Differentially expressed genes in prion protein conversion induced by trivalent iron

Abstract

The conversion of the cellular prion protein (PrPc) to protease-resistant isoform is the key event in chronic neurodegenerative diseases including transmissible spongiform encephalopathies (TSEs). Increase of iron in prion related disease has been observed due to the prion protein-ferritin complex. The accumulation and conversion of recombinant PrP (rPrP) was specifically derived by Fe(III) but not by Fe(II). Fe(III)-mediated PK-resistant PrP (PrPres) conversion was conducted with a more complex cellular environment instead of a direct contact between rPrP and Fe(III).
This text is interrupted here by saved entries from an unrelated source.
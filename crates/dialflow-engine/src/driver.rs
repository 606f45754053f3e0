//! Fixed-rate tick driver.

use crate::engine::DialEngine;
use parking_lot::Mutex;
use std::sync::Arc;
use std::time::Duration;
use tokio::sync::watch;
use tokio::task::JoinHandle;
use tokio::time::MissedTickBehavior;

const MIN_PERIOD: Duration = Duration::from_millis(1);

/// Background task calling [`DialEngine::tick`] on a fixed period.
///
/// Late ticks are skipped rather than bunched up. Dropping the driver without
/// calling [`stop`](Self::stop) also ends the task.
#[derive(Debug)]
pub struct TickDriver {
    shutdown: watch::Sender<bool>,
    handle: Mutex<Option<JoinHandle<()>>>,
}

impl TickDriver {
    /// Spawn the driver on the current tokio runtime.
    pub fn spawn(engine: Arc<DialEngine>, period: Duration) -> Self {
        let period = period.max(MIN_PERIOD);
        let (shutdown, mut shutdown_rx) = watch::channel(false);

        let handle = tokio::spawn(async move {
            let mut interval = tokio::time::interval(period);
            interval.set_missed_tick_behavior(MissedTickBehavior::Skip);
            tracing::info!(period_ms = period.as_millis(), "Tick driver started");

            loop {
                tokio::select! {
                    _ = interval.tick() => {
                        let tokens = engine.tick();
                        if !tokens.is_empty() {
                            tracing::trace!(count = tokens.len(), "Tokens emitted");
                        }
                    }
                    changed = shutdown_rx.changed() => {
                        if changed.is_err() || *shutdown_rx.borrow() {
                            break;
                        }
                    }
                }
            }
            tracing::info!("Tick driver stopped");
        });

        Self {
            shutdown,
            handle: Mutex::new(Some(handle)),
        }
    }

    /// Stop the driver and wait for the task to finish. A second call is a no-op.
    pub async fn stop(&self) {
        if self.shutdown.send(true).is_err() {
            tracing::debug!("Tick driver task already gone");
        }
        let handle = self.handle.lock().take();
        if let Some(handle) = handle
            && let Err(err) = handle.await
        {
            tracing::warn!(error = %err, "Tick driver task ended abnormally");
        }
    }

    /// Whether the task is still running.
    pub fn is_running(&self) -> bool {
        self.handle
            .lock()
            .as_ref()
            .is_some_and(|handle| !handle.is_finished())
    }
}
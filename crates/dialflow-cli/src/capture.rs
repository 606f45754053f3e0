//! Capture files and offline replay.
//!
//! The file format is the one written by HID capture tools:
//!
//! ```json
//! {
//!   "vendor_id": "0x046D",
//!   "product_id": "0xBC00",
//!   "captures": [
//!     { "timestamp_us": 1000, "report_id": 0, "data": "0x00 0x00 0x00" }
//!   ]
//! }
//! ```

use crate::error::CliError;
use dialflow_engine::prelude::*;
use serde::{Deserialize, Serialize};
use std::path::Path;
use std::time::{Duration, Instant};

/// Upper bound on ticks run after the last capture while wheels coast.
const MAX_SETTLE_TICKS: u32 = 10_000;

#[derive(Debug, Clone, Serialize, Deserialize)]
pub struct CaptureReport {
    pub timestamp_us: u64,
    pub report_id: u8,
    pub data: String,
}

impl CaptureReport {
    pub fn bytes(&self) -> Result<Vec<u8>, CliError> {
        parse_hex(&self.data).ok_or_else(|| CliError::InvalidReport(self.data.clone()))
    }
}

#[derive(Debug, Clone, Serialize, Deserialize)]
pub struct CaptureFile {
    pub vendor_id: String,
    pub product_id: String,
    pub captures: Vec<CaptureReport>,
}

impl CaptureFile {
    pub fn load(path: &Path) -> Result<Self, CliError> {
        let json = std::fs::read_to_string(path)?;
        let file: Self = serde_json::from_str(&json)?;
        file.validate()?;
        Ok(file)
    }

    fn validate(&self) -> Result<(), CliError> {
        let ordered = self
            .captures
            .windows(2)
            .all(|pair| matches!(pair, [a, b] if a.timestamp_us <= b.timestamp_us));
        if !ordered {
            return Err(CliError::InvalidCapture(
                "captures must be in timestamp order".to_string(),
            ));
        }
        Ok(())
    }
}

/// Counters from one replay run.
#[derive(Debug, Clone, Default, PartialEq, Eq, Serialize)]
pub struct ReplaySummary {
    pub reports: usize,
    pub events: usize,
    pub tokens: usize,
    pub rejected: usize,
    pub ticks: u32,
}

/// Feed every capture through `engine` on a simulated clock starting at `base`.
///
/// Ticks fire every `period` between captures, and keep firing after the last
/// capture until every wheel has settled.
pub fn replay(
    engine: &DialEngine,
    capture: &CaptureFile,
    period: Duration,
    base: Instant,
) -> Result<ReplaySummary, CliError> {
    let period = period.max(Duration::from_millis(1));
    let mut summary = ReplaySummary::default();
    let mut next_tick = base + period;

    let first_us = capture.captures.first().map_or(0, |c| c.timestamp_us);
    engine.connect();

    for (sequence, entry) in capture.captures.iter().enumerate() {
        let offset = Duration::from_micros(entry.timestamp_us.saturating_sub(first_us));
        let now = base + offset;

        while next_tick <= now {
            summary.tokens += engine.tick_at(next_tick).len();
            summary.ticks += 1;
            next_tick += period;
        }

        let report = Report::with_timestamp(
            sequence as u64,
            entry.timestamp_us / 1_000,
            entry.bytes()?,
        );
        match engine.process_report_at(&report, now) {
            Ok(decoded) => {
                summary.reports += 1;
                summary.events += decoded.events.len();
            }
            Err(EngineError::Decode(err)) => {
                tracing::warn!(sequence, error = %err, "Capture rejected");
                summary.rejected += 1;
            }
            Err(err) => return Err(err.into()),
        }
    }

    for _ in 0..MAX_SETTLE_TICKS {
        if engine.status().active_wheels.is_empty() {
            break;
        }
        summary.tokens += engine.tick_at(next_tick).len();
        summary.ticks += 1;
        next_tick += period;
    }

    engine.disconnect();
    Ok(summary)
}
//! Live device monitoring over hidapi.

use crate::error::CliError;
use dialflow_engine::prelude::*;
use hidapi::{HidApi, HidDevice};
use std::sync::Arc;
use std::sync::atomic::{AtomicBool, Ordering};
use std::time::Duration;

/// Read timeout used by the monitor loop; bounds how long shutdown waits.
const READ_TIMEOUT: Duration = Duration::from_millis(100);

/// Largest report the reader accepts.
const MAX_REPORT_LEN: usize = 64;

/// Report source backed by an open HID device.
pub struct HidReportSource {
    device: HidDevice,
    buf: [u8; MAX_REPORT_LEN],
    sequence: u64,
}

impl HidReportSource {
    /// Open the first HID interface matching `vid`/`pid`.
    ///
    /// No usage-page filtering is done. On devices that expose several
    /// interfaces this may attach to a non-vendor collection (keyboard or
    /// consumer control) instead of the `0xFF43` vendor page that carries the
    /// dial reports.
    pub fn open(api: &HidApi, vid: u16, pid: u16) -> Result<Self, CliError> {
        let device = api.open(vid, pid).map_err(|e| CliError::DeviceOpen {
            vid,
            pid,
            reason: e.to_string(),
        })?;
        tracing::info!(
            vid = %format!("0x{vid:04X}"),
            pid = %format!("0x{pid:04X}"),
            "Device opened"
        );
        Ok(Self {
            device,
            buf: [0u8; MAX_REPORT_LEN],
            sequence: 0,
        })
    }
}

impl ReportSource for HidReportSource {
    fn read_report(&mut self, timeout: Duration) -> EngineResult<Option<Report>> {
        let timeout_ms = i32::try_from(timeout.as_millis()).unwrap_or(i32::MAX);
        let n = self
            .device
            .read_timeout(&mut self.buf, timeout_ms)
            .map_err(|e| EngineError::source_failed(e.to_string()))?;
        let Some(bytes) = self.buf.get(..n).filter(|b| !b.is_empty()) else {
            return Ok(None);
        };
        self.sequence += 1;
        Ok(Some(Report::new(self.sequence, bytes)))
    }
}

/// Decode reports from `source` until Ctrl-C or a source failure.
pub async fn monitor<S>(
    engine: Arc<DialEngine>,
    mut source: S,
    tick_period: Duration,
) -> anyhow::Result<()>
where
    S: ReportSource + 'static,
{
    engine.connect();
    let driver = TickDriver::spawn(Arc::clone(&engine), tick_period);
    let stop = Arc::new(AtomicBool::new(false));

    let mut reader = tokio::task::spawn_blocking({
        let engine = Arc::clone(&engine);
        let stop = Arc::clone(&stop);
        move || -> EngineResult<()> {
            while !stop.load(Ordering::Acquire) {
                match engine.poll_source(&mut source, READ_TIMEOUT) {
                    Ok(_) => {}
                    Err(EngineError::Decode(err)) => {
                        tracing::warn!(error = %err, "Report dropped");
                    }
                    Err(err) => return Err(err),
                }
            }
            Ok(())
        }
    });

    let result = tokio::select! {
        signal = tokio::signal::ctrl_c() => {
            tracing::info!("Interrupted");
            stop.store(true, Ordering::Release);
            let joined = (&mut reader).await;
            signal.map_err(anyhow::Error::from).and(flatten(joined))
        }
        joined = &mut reader => flatten(joined),
    };

    driver.stop().await;
    engine.disconnect();
    result
}

fn flatten(joined: Result<EngineResult<()>, tokio::task::JoinError>) -> anyhow::Result<()> {
    joined??;
    Ok(())
}

#[cfg(test)]
mod tests {
    use super::*;
    use dialflow_engine::sink::mock::MockReportSource;

    /// GIVEN a source whose device went away
    /// WHEN the monitor runs
    /// THEN it returns the source error and closes the session
    #[tokio::test]
    async fn given_failing_source_when_monitoring_then_error_and_disconnect() {
        let engine = Arc::new(DialEngine::new(EngineConfig::mx_dialpad()));
        let source = MockReportSource::new();
        source.fail("unplugged");

        let result = monitor(Arc::clone(&engine), source, Duration::from_millis(5)).await;
        assert!(matches!(
            result.map_err(|e| e.downcast::<EngineError>()),
            Err(Ok(EngineError::Source(reason))) if reason == "unplugged"
        ));
        assert!(!engine.is_connected());
    }
}
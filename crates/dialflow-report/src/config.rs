//! Byte-to-name mappings used by the decoder.
//!
//! Mappings are serialized as JSON objects keyed by strings, the same shape the
//! device configuration files use:
//!
//! ```json
//! {
//!   "buttons": { "1:8": "TopLeft", "2": "Thumb" },
//!   "scrollWheels": { "6": "Scroll", "7": "Jog" }
//! }
//! ```
//!
//! Keys are parsed into integer byte indices when the mapping is loaded, so the
//! decoder never compares stringified indices.

use crate::error::MappingError;
use serde::{Deserialize, Serialize};
use std::collections::BTreeMap;

/// Button mapping: exact `(index, value)` entries take priority over
/// whole-byte `index` entries.
#[derive(Debug, Clone, Default, PartialEq, Eq, Serialize, Deserialize)]
#[serde(
    try_from = "BTreeMap<String, String>",
    into = "BTreeMap<String, String>"
)]
pub struct ButtonMap {
    exact: BTreeMap<(usize, u8), String>,
    by_index: BTreeMap<usize, String>,
}

impl ButtonMap {
    /// Create an empty mapping.
    pub fn new() -> Self {
        Self::default()
    }

    /// Map a specific value of a byte to a button name.
    pub fn insert_exact(&mut self, index: usize, value: u8, name: impl Into<String>) {
        self.exact.insert((index, value), name.into());
    }

    /// Map any non-zero value of a byte to a button name.
    pub fn insert_index(&mut self, index: usize, name: impl Into<String>) {
        self.by_index.insert(index, name.into());
    }

    /// Resolve the button name for `value` at `index`.
    pub fn resolve(&self, index: usize, value: u8) -> Option<&str> {
        self.exact
            .get(&(index, value))
            .or_else(|| self.by_index.get(&index))
            .map(String::as_str)
    }

    /// Whether any entry refers to `index`.
    pub fn covers_index(&self, index: usize) -> bool {
        self.by_index.contains_key(&index) || self.exact.keys().any(|(i, _)| *i == index)
    }

    /// Number of entries.
    pub fn len(&self) -> usize {
        self.exact.len() + self.by_index.len()
    }

    /// Whether the mapping is empty.
    pub fn is_empty(&self) -> bool {
        self.exact.is_empty() && self.by_index.is_empty()
    }
}

impl TryFrom<BTreeMap<String, String>> for ButtonMap {
    type Error = MappingError;

    fn try_from(raw: BTreeMap<String, String>) -> Result<Self, Self::Error> {
        let mut map = ButtonMap::new();
        for (key, name) in raw {
            if name.trim().is_empty() {
                return Err(MappingError::EmptyName(key));
            }
            match key.split_once(':') {
                Some((index, value)) => {
                    let index = parse_index(&key, index)?;
                    let value = value
                        .trim()
                        .parse::<u8>()
                        .ok()
                        .ok_or_else(|| MappingError::InvalidValue(key.clone()))?;
                    map.insert_exact(index, value, name);
                }
                None => {
                    let index = parse_index(&key, &key)?;
                    map.insert_index(index, name);
                }
            }
        }
        Ok(map)
    }
}

impl From<ButtonMap> for BTreeMap<String, String> {
    fn from(map: ButtonMap) -> Self {
        let exact = map
            .exact
            .into_iter()
            .map(|((index, value), name)| (format!("{index}:{value}"), name));
        let by_index = map
            .by_index
            .into_iter()
            .map(|(index, name)| (index.to_string(), name));
        exact.chain(by_index).collect()
    }
}

/// Scroll wheel mapping: byte index to wheel name.
#[derive(Debug, Clone, Default, PartialEq, Eq, Serialize, Deserialize)]
#[serde(
    try_from = "BTreeMap<String, String>",
    into = "BTreeMap<String, String>"
)]
pub struct ScrollWheelMap {
    wheels: BTreeMap<usize, String>,
}

impl ScrollWheelMap {
    /// Create an empty mapping.
    pub fn new() -> Self {
        Self::default()
    }

    /// Map a byte index to a wheel name.
    pub fn insert(&mut self, index: usize, name: impl Into<String>) {
        self.wheels.insert(index, name.into());
    }

    /// Wheel name for `index`, if configured.
    pub fn get(&self, index: usize) -> Option<&str> {
        self.wheels.get(&index).map(String::as_str)
    }

    /// Iterate configured `(index, name)` pairs in index order.
    pub fn iter(&self) -> impl Iterator<Item = (usize, &str)> {
        self.wheels.iter().map(|(i, n)| (*i, n.as_str()))
    }

    /// Number of configured wheels.
    pub fn len(&self) -> usize {
        self.wheels.len()
    }

    /// Whether no wheel is configured.
    pub fn is_empty(&self) -> bool {
        self.wheels.is_empty()
    }
}

impl TryFrom<BTreeMap<String, String>> for ScrollWheelMap {
    type Error = MappingError;

    fn try_from(raw: BTreeMap<String, String>) -> Result<Self, Self::Error> {
        let mut map = ScrollWheelMap::new();
        for (key, name) in raw {
            if name.trim().is_empty() {
                return Err(MappingError::EmptyName(key));
            }
            let index = parse_index(&key, &key)?;
            map.insert(index, name);
        }
        Ok(map)
    }
}

impl From<ScrollWheelMap> for BTreeMap<String, String> {
    fn from(map: ScrollWheelMap) -> Self {
        map.wheels
            .into_iter()
            .map(|(index, name)| (index.to_string(), name))
            .collect()
    }
}

fn parse_index(key: &str, index: &str) -> Result<usize, MappingError> {
    index
        .trim()
        .parse::<usize>()
        .ok()
        .ok_or_else(|| MappingError::InvalidKey(key.to_string()))
}

/// Complete decoder mapping.
#[derive(Debug, Clone, Default, PartialEq, Eq, Serialize, Deserialize)]
#[serde(default, rename_all = "camelCase")]
pub struct DecoderConfig {
    /// Button mapping.
    pub buttons: ButtonMap,
    /// Scroll wheel mapping.
    pub scroll_wheels: ScrollWheelMap,
}

impl DecoderConfig {
    /// Mapping for the MX Dialpad vendor interface.
    ///
    /// Byte 1 carries the four buttons as a bitmask, bytes 6 and 7 carry the
    /// scroll and jog wheel velocity codes.
    pub fn mx_dialpad() -> Self {
        let mut buttons = ButtonMap::new();
        buttons.insert_exact(1, 8, "TopLeft");
        buttons.insert_exact(1, 16, "TopRight");
        buttons.insert_exact(1, 32, "BottomLeft");
        buttons.insert_exact(1, 64, "BottomRight");

        let mut scroll_wheels = ScrollWheelMap::new();
        scroll_wheels.insert(6, "Scroll");
        scroll_wheels.insert(7, "Jog");

        Self {
            buttons,
            scroll_wheels,
        }
    }
}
In this study, the differentially expressed genes that correlate with the prion degeneration by Fe(III) were identified using Affymetrix microarrays. In Fe(III)-treated environment, 97 genes were differentially expressed, 85 upregulated and 12 downregulated (≥1.5-fold change in expression). However, Fe(II)-treated environment produced moderately altered gene expression level and did not induce a dramatic alteration of gene expression profile. Moreover, functional grouping of identified genes indicated that the differentially regulated genes were highly associated with cell growth and maintenance, intra and extracellular transport environments. These findings show that Fe(III) might influence the expression of genes for PrP folding by redox mechanism. The identification of genes with altered expression patterns in neural cells may provide insight to the PrP conversion mechanisms in development and progression of prion related diseases.